■ Information shown:
* * * * *
use anyhow::Context;
use clap::Parser;
use qe_vess::core::seed::seed_demo;
use qe_vess::domain::model::{EvaluationData, EvaluationWithUser, PaginationQuery, SortOrder, User};
use qe_vess::domain::ports::Storage;
use qe_vess::utils::error::{ErrorSeverity, VessError};
use qe_vess::utils::{logger, validation::Validate};
use qe_vess::{
    AppConfig, CliConfig, EvaluationService, InMemoryStore, LocalStorage, ReportFormat,
    ReportWriter, UserService,
};
use serde::Deserialize;
use std::path::Path;
use std::sync::Arc;

/// An input file holds one evaluation or a list of them.
#[derive(Deserialize)]
#[serde(untagged)]
enum EvaluationInput {
    Many(Vec<EvaluationData>),
    One(Box<EvaluationData>),
}

impl EvaluationInput {
    fn into_vec(self) -> Vec<EvaluationData> {
        match self {
            EvaluationInput::Many(items) => items,
            EvaluationInput::One(item) => vec![*item],
        }
    }
}

type Evaluations = EvaluationService<InMemoryStore, InMemoryStore>;
type Users = UserService<InMemoryStore, InMemoryStore>;

async fn acting_user(cli: &CliConfig, users: &Users, evaluations: &Evaluations) -> qe_vess::Result<User> {
    if cli.seed_demo {
        let (user, _) = seed_demo(users, evaluations).await?;
        return Ok(user);
    }

    if let Some(user) = users.find_by_email(&cli.user_email).await? {
        return Ok(user);
    }
    users
        .register(qe_vess::domain::model::CreateUserData {
            email: cli.user_email.clone(),
            name: cli.user_name.clone(),
            // the CLI never authenticates; the account only owns the records
            password: uuid::Uuid::new_v4().simple().to_string(),
            address: None,
            country: None,
            city_state: None,
            language: None,
        })
        .await
}

async fn all_evaluations(
    evaluations: &Evaluations,
    user_id: &str,
    page_size: u32,
) -> qe_vess::Result<Vec<EvaluationWithUser>> {
    let mut collected = Vec::new();
    let mut page = 1;
    loop {
        let query = PaginationQuery {
            page: Some(page),
            limit: Some(page_size),
            sort_order: Some(SortOrder::Asc),
        };
        let result = evaluations.list(user_id, &query).await?;
        collected.extend(result.evaluations);
        if !result.pagination.has_next_page {
            return Ok(collected);
        }
        page += 1;
    }
}

async fn run(cli: &CliConfig, config: &AppConfig) -> qe_vess::Result<String> {
    let store = match &config.report.snapshot_file {
        Some(path) if Path::new(path).exists() => {
            tracing::info!("📂 Loading store snapshot from {}", path);
            Arc::new(InMemoryStore::load_from_file(path).await?)
        }
        _ => Arc::new(InMemoryStore::new()),
    };

    let users = UserService::new(store.clone(), store.clone(), config);
    let evaluations = EvaluationService::new(store.clone(), store.clone(), config);

    let user = acting_user(cli, &users, &evaluations).await?;
    tracing::info!("👤 Acting as {} <{}>", user.name, user.email);

    let inputs = LocalStorage::new(".".to_string());
    for file in &cli.input {
        tracing::info!("📥 Importing {}", file);
        let bytes = inputs.read_file(file).await?;
        let parsed: EvaluationInput = serde_json::from_slice(&bytes)?;
        for data in parsed.into_vec() {
            let created = evaluations.create(&user.id, data).await?;
            tracing::debug!(
                "{} -> {}",
                created.evaluation.name,
                created.evaluation.average_score
            );
        }
    }

    let listed = all_evaluations(&evaluations, &user.id, config.pagination.max_limit).await?;
    let stats = evaluations.stats(&user.id).await?;

    if cli.format == ReportFormat::Text {
        println!("{}", qe_vess::render_report(&listed, &stats, ReportFormat::Text)?);
    }

    let writer = ReportWriter::new(LocalStorage::new(config.report.output_path.clone()));
    let output_path = writer.write(&listed, &stats, cli.format).await?;

    if let Some(path) = &config.report.snapshot_file {
        store.save_to_file(path).await?;
    }

    Ok(output_path)
}

fn load_config(cli: &CliConfig) -> anyhow::Result<AppConfig> {
    let mut config = match &cli.config {
        Some(path) => AppConfig::from_file(path)
            .with_context(|| format!("Failed to load config file '{}'", path))?,
        None => AppConfig::default(),
    };
    config
        .apply_env_overrides()
        .context("Invalid VESS_* environment variable")?;
    if let Some(output_path) = &cli.output_path {
        config.report.output_path = output_path.clone();
    }
    Ok(config)
}

fn exit_code(e: &VessError) -> i32 {
    match e.severity() {
        ErrorSeverity::Low => 0,
        ErrorSeverity::Medium => 2,
        ErrorSeverity::High => 1,
        ErrorSeverity::Critical => 3,
    }
}

#[tokio::main]
async fn main() -> anyhow::Result<()> {
    let cli = CliConfig::parse();
    let config = load_config(&cli)?;

    // logging
    logger::init_for_environment(config.is_production(), cli.verbose);

    tracing::info!("Starting qe-vess");
    if cli.verbose {
        tracing::debug!("CLI config: {:?}", cli);
        tracing::debug!("App config: {:?}", config);
    }

    // validate before touching any file
    if let Err(e) = cli.validate().and_then(|_| config.validate()) {
        tracing::error!("❌ Configuration validation failed: {}", e);
        tracing::error!("💡 Suggestion: {}", e.recovery_suggestion());
        eprintln!("❌ {}", e.user_friendly_message());
        std::process::exit(1);
    }

    match run(&cli, &config).await {
        Ok(output_path) => {
            tracing::info!("✅ Report completed successfully!");
            println!("📁 Report saved to: {}", output_path);
        }
        Err(e) => {
            tracing::error!(
                "❌ Run failed: {} (Category: {:?}, Severity: {:?}, Status: {})",
                e,
                e.category(),
                e.severity(),
                e.status_code()
            );
            tracing::error!("💡 Recovery suggestion: {}", e.recovery_suggestion());

            eprintln!("❌ {}", e.user_friendly_message());
            eprintln!("💡 {}", e.recovery_suggestion());

            let code = exit_code(&e);
            if code > 0 {
                std::process::exit(code);
            }
        }
    }

    Ok(())
}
* * * * *
■ What you are asked to do: Look through the entries and find each line that has the string "model". Copy those lines.

■ Expected output:
use qe_vess::domain::model::{EvaluationData, EvaluationWithUser, PaginationQuery, SortOrder, User};
        .register(qe_vess::domain::model::CreateUserData {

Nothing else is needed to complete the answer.